Build a user persona analysis pipeline with DataWorks and EMR Serverless Spark, covering data integration, transformation, quality monitoring, and visualization in Data Studio (legacy version).
Overview
Extract user profile data—such as geographic and social attributes—from website behavior to drive business strategy. Use DataWorks and EMR Serverless Spark to synchronize, transform, manage, and consume the data on a recurring schedule.
Before you begin, read Tutorial objectives and design for a workflow overview.
Data development platform
This tutorial uses DataWorks Data Studio (legacy version). Make sure your workspace is not set to Use Data Studio (New Version).
When you create a workspace, do not select the Use Data Studio (New Version) option.
-
After February 18, 2025, the Data Studio (new version) is enabled by default for new workspaces in the following regions. If your account already uses the new version, follow Use Data Studio (new version) instead.

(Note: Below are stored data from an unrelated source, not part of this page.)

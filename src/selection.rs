//! The user's chosen input document.

use crate::error::ClientError;
use std::path::Path;

const OCTET_STREAM: &str = "application/octet-stream";

/// A document selected for upload: bytes plus the metadata shown to the user.
#[derive(Debug, Clone, PartialEq, Eq)]
pub struct SelectedFile {
    name: String,
    media_type: String,
    bytes: Vec<u8>,
}

impl SelectedFile {
    /// Build a selection from in-memory bytes.
    ///
    /// The media type is sniffed from the content, falling back to the file
    /// extension when the bytes are not recognised.
    pub fn from_bytes(name: impl Into<String>, bytes: Vec<u8>) -> Self {
        let name = name.into();
        let media_type = sniff_media_type(&name, &bytes).to_string();
        Self {
            name,
            media_type,
            bytes,
        }
    }

    /// Build a selection with an explicitly declared media type.
    pub fn with_media_type(
        name: impl Into<String>,
        media_type: impl Into<String>,
        bytes: Vec<u8>,
    ) -> Self {
        Self {
            name: name.into(),
            media_type: media_type.into(),
            bytes,
        }
    }

    /// Read a file from disk.
    pub async fn from_path(path: impl AsRef<Path>) -> Result<Self, ClientError> {
        let path = path.as_ref();
        let bytes = tokio::fs::read(path).await.map_err(|e| match e.kind() {
            std::io::ErrorKind::NotFound => ClientError::FileNotFound {
                path: path.to_path_buf(),
            },
            std::io::ErrorKind::PermissionDenied => ClientError::PermissionDenied {
                path: path.to_path_buf(),
            },
            _ => ClientError::ReadFailed {
                path: path.to_path_buf(),
                source: e,
            },
        })?;

        let name = path
            .file_name()
            .map(|n| n.to_string_lossy().into_owned())
            .unwrap_or_else(|| "upload".to_string());
        Ok(Self::from_bytes(name, bytes))
    }

    pub fn name(&self) -> &str {
        &self.name
    }

    pub fn media_type(&self) -> &str {
        &self.media_type
    }

    pub fn bytes(&self) -> &[u8] {
        &self.bytes
    }

    pub fn size(&self) -> usize {
        self.bytes.len()
    }

    /// Whether a local preview can be shown for this file.
    pub fn is_image(&self) -> bool {
        self.media_type.starts_with("image/")
    }

    /// Size in megabytes with two decimals, e.g. `"1.50 MB"`.
    pub fn display_size(&self) -> String {
        format!("{:.2} MB", self.bytes.len() as f64 / 1024.0 / 1024.0)
    }

    /// Short upper-case type label, e.g. `PDF`, `PNG`; `FILE` when unknown.
    pub fn type_badge(&self) -> String {
        match self.media_type.split_once('/') {
            Some((_, sub)) if !sub.is_empty() && self.media_type != OCTET_STREAM => {
                sub.to_uppercase()
            }
            _ => "FILE".to_string(),
        }
    }
}

fn sniff_media_type(name: &str, bytes: &[u8]) -> &'static str {
    if let Some(kind) = infer::get(bytes) {
        return kind.mime_type();
    }

    let ext = Path::new(name)
        .extension()
        .map(|e| e.to_string_lossy().to_ascii_lowercase());
    match ext.as_deref() {
        Some("jpg") | Some("jpeg") => "image/jpeg",
        Some("png") => "image/png",
        Some("pdf") => "application/pdf",
        _ => OCTET_STREAM,
    }
}
//! Local preview handles for selected images.
//!
//! A preview is a temporary copy of the selected image that a front end can
//! open or display before upload. The handle owns the copy: dropping it
//! deletes the file, so releasing a preview is just letting go of the value.
//! [`PreviewTracker`] counts live handles so callers (and tests) can verify
//! that at most one exists per selection.

use crate::selection::SelectedFile;
use std::io::Write;
use std::path::Path;
use std::sync::atomic::{AtomicUsize, Ordering};
use std::sync::Arc;
use tempfile::TempPath;
use tracing::debug;

/// Creates preview handles and counts the ones still alive.
#[derive(Debug, Clone, Default)]
pub struct PreviewTracker {
    live: Arc<AtomicUsize>,
    created: Arc<AtomicUsize>,
}

impl PreviewTracker {
    pub fn new() -> Self {
        Self::default()
    }

    /// Write a temporary copy of `file` and return the handle owning it.
    pub fn create(&self, file: &SelectedFile) -> std::io::Result<PreviewHandle> {
        let suffix = Path::new(file.name())
            .extension()
            .map(|e| format!(".{}", e.to_string_lossy()))
            .unwrap_or_default();

        let mut tmp = tempfile::Builder::new()
            .prefix("batchsheet-preview-")
            .suffix(&suffix)
            .tempfile()?;
        tmp.write_all(file.bytes())?;
        tmp.flush()?;
        let path = tmp.into_temp_path();

        self.live.fetch_add(1, Ordering::SeqCst);
        self.created.fetch_add(1, Ordering::SeqCst);
        debug!("Created preview {}", path.display());

        Ok(PreviewHandle {
            path,
            live: Arc::clone(&self.live),
        })
    }

    /// Handles created and not yet dropped.
    pub fn live(&self) -> usize {
        self.live.load(Ordering::SeqCst)
    }

    /// Handles created over the tracker's lifetime.
    pub fn created(&self) -> usize {
        self.created.load(Ordering::SeqCst)
    }
}

/// A temporary image copy; deleted when dropped.
#[derive(Debug)]
pub struct PreviewHandle {
    path: TempPath,
    live: Arc<AtomicUsize>,
}

impl PreviewHandle {
    pub fn path(&self) -> &Path {
        &self.path
    }
}

impl Drop for PreviewHandle {
    fn drop(&mut self) {
        debug!("Released preview {}", self.path.display());
        self.live.fetch_sub(1, Ordering::SeqCst);
    }
}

China (Hangzhou), China (Shanghai), China (Beijing), China (Zhangjiakou), China (Ulanqab), China (Shenzhen), China (Chengdu), China (Hong Kong), Japan (Tokyo), Singapore, Malaysia (Kuala Lumpur), Indonesia (Jakarta), Thailand (Bangkok), Germany (Frankfurt), UK (London), US (Silicon Valley), US (Virginia)
Procedure
-
Create the Spark project and DataWorks workspace, then configure the network for the resource group.
-
Configure a DataWorks synchronization pipeline to load the sample user and website log data into Spark, then verify the results.
-
Use an EMR Spark SQL node in DataWorks to transform the user information and access log data and produce the target persona dataset.
-
Set up Data Quality monitoring rules on the transformed tables to detect and block dirty data early.
-
After the analysis tasks complete, view the generated tables and their lineage in Data Map.
-
Consume data
Visualize the transformed data in DataAnalysis to extract key insights and identify business trends.